Stored items:
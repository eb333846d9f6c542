pub mod overrides;

use crate::domain::product::Product;
use crate::domain::profile::{Goal, ProductRisk};
use anyhow::{ensure, Context};
use std::collections::BTreeSet;
use std::path::Path;

pub use overrides::WeightOverrides;

/// Read-only product table. Built once at startup and shared behind an `Arc`.
#[derive(Debug, Clone)]
pub struct Catalog {
    products: Vec<Product>,
}

impl Catalog {
    pub fn from_products(products: Vec<Product>) -> anyhow::Result<Self> {
        let mut seen = BTreeSet::<String>::new();
        let mut out = Vec::with_capacity(products.len());
        for mut product in products {
            product.name = product.name.trim().to_string();
            ensure!(!product.name.is_empty(), "product name must be non-empty");
            ensure!(
                seen.insert(product.name.clone()),
                "duplicate product name: {}",
                product.name
            );
            ensure!(
                product.min_horizon_years.is_finite() && product.min_horizon_years >= 0.0,
                "min_horizon_years must be a non-negative number (product={}, got {})",
                product.name,
                product.min_horizon_years
            );
            if let Some(max) = product.max_horizon_years {
                ensure!(
                    max.is_finite() && max >= product.min_horizon_years,
                    "max_horizon_years must be >= min_horizon_years (product={}, got {max})",
                    product.name
                );
            }
            ensure!(
                !product.goals.is_empty(),
                "goal suitability must be non-empty (product={})",
                product.name
            );
            out.push(product);
        }

        Ok(Self { products: out })
    }

    /// Parses a JSON array of products.
    pub fn from_json_str(json: &str) -> anyhow::Result<Self> {
        let products = serde_json::from_str::<Vec<Product>>(json)
            .context("catalog is not a valid JSON array of products")?;
        Self::from_products(products)
    }

    pub fn load(path: &Path) -> anyhow::Result<Self> {
        let raw = std::fs::read_to_string(path)
            .with_context(|| format!("failed to read catalog file {}", path.display()))?;
        let catalog = Self::from_json_str(&raw)
            .with_context(|| format!("invalid catalog file {}", path.display()))?;
        tracing::info!(path = %path.display(), products = catalog.len(), "loaded catalog");
        Ok(catalog)
    }

    /// The built-in SBI fund table.
    pub fn builtin() -> Self {
        use Goal::*;
        use ProductRisk as R;

        let rows: [(&str, &str, ProductRisk, f64, Option<f64>, &[Goal], &str); 9] = [
            (
                "SBI Bluechip Fund",
                "Equity - Large Cap",
                R::Moderate,
                5.0,
                None,
                &[WealthCreation, RetirementPlanning],
                "Invests in large-cap companies. Suitable for stable long-term growth.",
            ),
            (
                "SBI Equity Hybrid Fund",
                "Hybrid - Aggressive Hybrid",
                R::Moderate,
                3.0,
                None,
                &[WealthCreation, RetirementPlanning],
                "Combines equity and debt for balanced growth. Good for moderate risk.",
            ),
            (
                "SBI Small Cap Fund",
                "Equity - Small Cap",
                R::High,
                7.0,
                None,
                &[WealthCreation, RetirementPlanning],
                "Focuses on high-growth small-cap companies. High risk, high reward.",
            ),
            (
                "SBI contra fund",
                "Equity - Contra",
                R::High,
                5.0,
                None,
                &[WealthCreation],
                "Invests in undervalued stocks. High risk, potential for high returns.",
            ),
            (
                "SBI Long Term Equity Fund",
                "ELSS",
                R::Moderate,
                3.0,
                None,
                &[TaxSaving, WealthCreation],
                "Tax-saving fund with equity exposure. 3-year lock-in.",
            ),
            (
                "SBI Large & Midcap Fund",
                "Equity - Large & Mid Cap",
                R::High,
                5.0,
                None,
                &[WealthCreation, RetirementPlanning],
                "Diversified across large and mid-cap companies.",
            ),
            (
                "SBI Balanced Advantage Fund",
                "Hybrid - Dynamic Asset Allocation",
                R::Moderate,
                3.0,
                None,
                &[WealthCreation, RetirementPlanning, GeneralInvestment],
                "Dynamically allocates between equity and debt based on market conditions.",
            ),
            (
                "SBI Debt Fund",
                "Debt - Short Duration",
                R::Low,
                1.0,
                Some(3.0),
                &[GeneralInvestment, ShortTermCapitalGain],
                "Invests in debt instruments with short maturity. Low risk.",
            ),
            (
                "SBI Liquid Fund",
                "Debt - Liquid",
                R::Conservative,
                0.1,
                Some(0.5),
                &[GeneralInvestment, ShortTermCapitalGain],
                "Highly liquid fund for very short-term parking of funds.",
            ),
        ];

        let products = rows
            .into_iter()
            .map(|(name, ty, risk, min, max, goals, description)| Product {
                name: name.to_string(),
                product_type: ty.to_string(),
                risk,
                min_horizon_years: min,
                max_horizon_years: max,
                goals: goals.iter().copied().collect(),
                description: description.to_string(),
            })
            .collect();

        Self { products }
    }

    pub fn products(&self) -> &[Product] {
        &self.products
    }

    pub fn get(&self, name: &str) -> Option<&Product> {
        self.products.iter().find(|p| p.name == name)
    }

    pub fn contains(&self, name: &str) -> bool {
        self.get(name).is_some()
    }

    pub fn len(&self) -> usize {
        self.products.len()
    }

    pub fn is_empty(&self) -> bool {
        self.products.is_empty()
    }
}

> [ASSIGNMENT]
In the entries above, identify each line that includes the string "ProductRisk", then copy it.

> [RESULT OF THIS EXERCISE]
use crate::domain::profile::{Goal, ProductRisk};
        use ProductRisk as R;
        let rows: [(&str, &str, ProductRisk, f64, Option<f64>, &[Goal], &str); 9] = [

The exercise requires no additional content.